▸ **WORK ORDER**
If a line below contains the word "valued", count it. Please give the total and nothing else.

Stored items:
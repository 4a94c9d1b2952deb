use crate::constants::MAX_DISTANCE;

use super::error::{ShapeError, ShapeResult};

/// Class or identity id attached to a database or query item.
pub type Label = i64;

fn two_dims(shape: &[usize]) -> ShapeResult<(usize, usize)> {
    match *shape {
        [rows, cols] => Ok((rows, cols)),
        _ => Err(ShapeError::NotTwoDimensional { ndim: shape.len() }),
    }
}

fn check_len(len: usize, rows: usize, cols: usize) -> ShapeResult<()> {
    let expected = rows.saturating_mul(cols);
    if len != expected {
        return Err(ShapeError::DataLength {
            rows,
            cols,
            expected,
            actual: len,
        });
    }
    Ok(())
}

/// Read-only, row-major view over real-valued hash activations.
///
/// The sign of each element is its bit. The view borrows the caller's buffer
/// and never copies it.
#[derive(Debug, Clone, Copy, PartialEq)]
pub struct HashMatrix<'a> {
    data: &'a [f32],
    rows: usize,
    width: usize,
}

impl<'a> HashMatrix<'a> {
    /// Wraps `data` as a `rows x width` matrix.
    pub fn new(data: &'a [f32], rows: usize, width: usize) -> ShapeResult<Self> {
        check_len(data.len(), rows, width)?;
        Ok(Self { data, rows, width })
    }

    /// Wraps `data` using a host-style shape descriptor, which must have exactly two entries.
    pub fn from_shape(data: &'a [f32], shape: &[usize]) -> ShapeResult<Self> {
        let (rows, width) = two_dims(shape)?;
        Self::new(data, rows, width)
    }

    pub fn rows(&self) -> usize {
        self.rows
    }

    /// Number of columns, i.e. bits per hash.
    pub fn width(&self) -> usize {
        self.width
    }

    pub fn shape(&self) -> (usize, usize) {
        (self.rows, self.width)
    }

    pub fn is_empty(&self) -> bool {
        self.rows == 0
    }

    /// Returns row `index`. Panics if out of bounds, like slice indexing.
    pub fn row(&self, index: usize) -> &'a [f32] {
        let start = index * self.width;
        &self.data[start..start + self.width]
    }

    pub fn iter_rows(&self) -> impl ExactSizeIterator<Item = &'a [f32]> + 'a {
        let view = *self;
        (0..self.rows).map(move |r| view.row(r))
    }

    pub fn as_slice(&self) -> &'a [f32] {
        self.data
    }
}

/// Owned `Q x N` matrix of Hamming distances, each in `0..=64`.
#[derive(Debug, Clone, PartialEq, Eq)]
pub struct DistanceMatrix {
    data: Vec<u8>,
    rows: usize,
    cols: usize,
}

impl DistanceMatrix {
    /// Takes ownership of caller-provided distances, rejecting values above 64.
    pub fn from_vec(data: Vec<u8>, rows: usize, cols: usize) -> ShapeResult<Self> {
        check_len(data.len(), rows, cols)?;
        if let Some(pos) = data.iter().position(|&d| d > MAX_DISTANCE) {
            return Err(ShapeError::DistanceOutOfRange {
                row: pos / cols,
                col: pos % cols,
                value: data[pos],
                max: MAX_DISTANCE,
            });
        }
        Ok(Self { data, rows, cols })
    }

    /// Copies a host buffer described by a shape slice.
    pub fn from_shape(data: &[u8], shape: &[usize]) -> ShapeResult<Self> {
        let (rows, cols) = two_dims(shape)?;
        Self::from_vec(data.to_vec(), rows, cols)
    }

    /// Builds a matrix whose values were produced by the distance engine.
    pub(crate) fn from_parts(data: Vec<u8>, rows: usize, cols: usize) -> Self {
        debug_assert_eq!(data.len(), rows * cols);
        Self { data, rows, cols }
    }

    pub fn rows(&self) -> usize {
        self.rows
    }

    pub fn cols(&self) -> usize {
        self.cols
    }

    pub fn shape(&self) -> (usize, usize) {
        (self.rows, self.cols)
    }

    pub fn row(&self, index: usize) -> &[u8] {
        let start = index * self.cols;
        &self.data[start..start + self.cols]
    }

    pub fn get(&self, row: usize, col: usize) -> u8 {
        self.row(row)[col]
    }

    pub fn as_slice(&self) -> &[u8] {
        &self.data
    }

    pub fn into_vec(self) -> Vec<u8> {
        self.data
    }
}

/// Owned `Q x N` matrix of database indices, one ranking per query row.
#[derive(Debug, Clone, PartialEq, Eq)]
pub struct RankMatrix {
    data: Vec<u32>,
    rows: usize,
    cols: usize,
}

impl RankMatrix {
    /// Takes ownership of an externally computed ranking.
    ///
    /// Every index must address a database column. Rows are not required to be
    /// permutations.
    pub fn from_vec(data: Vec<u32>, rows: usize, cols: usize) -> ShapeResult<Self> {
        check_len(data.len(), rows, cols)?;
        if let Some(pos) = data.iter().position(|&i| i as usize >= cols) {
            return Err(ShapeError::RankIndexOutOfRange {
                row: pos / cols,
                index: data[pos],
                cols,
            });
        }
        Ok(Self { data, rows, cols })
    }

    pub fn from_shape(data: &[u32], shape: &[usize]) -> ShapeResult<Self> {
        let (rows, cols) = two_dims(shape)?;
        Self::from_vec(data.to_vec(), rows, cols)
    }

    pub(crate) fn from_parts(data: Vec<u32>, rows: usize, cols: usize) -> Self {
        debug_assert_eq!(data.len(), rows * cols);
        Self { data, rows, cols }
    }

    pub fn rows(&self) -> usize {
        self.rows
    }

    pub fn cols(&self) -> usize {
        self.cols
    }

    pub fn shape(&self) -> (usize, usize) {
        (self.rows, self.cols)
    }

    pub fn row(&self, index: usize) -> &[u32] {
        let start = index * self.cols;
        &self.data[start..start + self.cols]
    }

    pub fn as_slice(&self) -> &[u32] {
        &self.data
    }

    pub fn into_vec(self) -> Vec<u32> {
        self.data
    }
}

---

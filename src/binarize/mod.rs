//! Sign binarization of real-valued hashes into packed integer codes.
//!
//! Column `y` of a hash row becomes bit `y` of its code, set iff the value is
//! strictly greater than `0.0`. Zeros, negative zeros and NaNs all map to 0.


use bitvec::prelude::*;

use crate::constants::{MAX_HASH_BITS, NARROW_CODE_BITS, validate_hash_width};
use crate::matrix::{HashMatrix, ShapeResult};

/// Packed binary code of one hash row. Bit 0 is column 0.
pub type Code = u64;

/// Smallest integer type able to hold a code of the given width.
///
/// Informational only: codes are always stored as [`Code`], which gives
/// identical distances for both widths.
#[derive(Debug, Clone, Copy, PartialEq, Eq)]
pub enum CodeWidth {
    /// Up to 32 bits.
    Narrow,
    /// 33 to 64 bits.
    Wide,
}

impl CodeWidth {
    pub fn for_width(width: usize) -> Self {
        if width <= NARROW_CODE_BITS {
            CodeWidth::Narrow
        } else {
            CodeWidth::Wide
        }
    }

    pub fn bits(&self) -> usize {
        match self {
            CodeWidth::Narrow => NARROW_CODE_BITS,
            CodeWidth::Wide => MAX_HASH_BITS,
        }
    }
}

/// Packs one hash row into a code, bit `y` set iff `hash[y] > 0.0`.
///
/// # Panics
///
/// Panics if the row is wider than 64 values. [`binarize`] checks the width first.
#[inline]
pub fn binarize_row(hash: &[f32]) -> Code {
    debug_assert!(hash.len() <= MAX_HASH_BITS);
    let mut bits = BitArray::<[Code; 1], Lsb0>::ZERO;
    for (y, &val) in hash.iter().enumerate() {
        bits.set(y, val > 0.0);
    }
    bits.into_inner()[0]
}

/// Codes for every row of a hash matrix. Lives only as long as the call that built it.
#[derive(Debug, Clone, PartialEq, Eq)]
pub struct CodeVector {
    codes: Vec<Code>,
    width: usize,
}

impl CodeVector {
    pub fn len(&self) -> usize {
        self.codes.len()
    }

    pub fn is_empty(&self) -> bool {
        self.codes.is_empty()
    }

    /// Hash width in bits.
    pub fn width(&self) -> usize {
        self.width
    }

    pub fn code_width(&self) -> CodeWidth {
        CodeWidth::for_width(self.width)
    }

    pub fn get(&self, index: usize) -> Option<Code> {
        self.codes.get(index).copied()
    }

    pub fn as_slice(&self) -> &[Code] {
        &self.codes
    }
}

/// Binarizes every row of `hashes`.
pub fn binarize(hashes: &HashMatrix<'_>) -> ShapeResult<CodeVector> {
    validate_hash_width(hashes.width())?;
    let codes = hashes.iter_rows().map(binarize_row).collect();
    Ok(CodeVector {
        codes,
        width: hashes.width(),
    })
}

▸ **TASK ANSWER**
2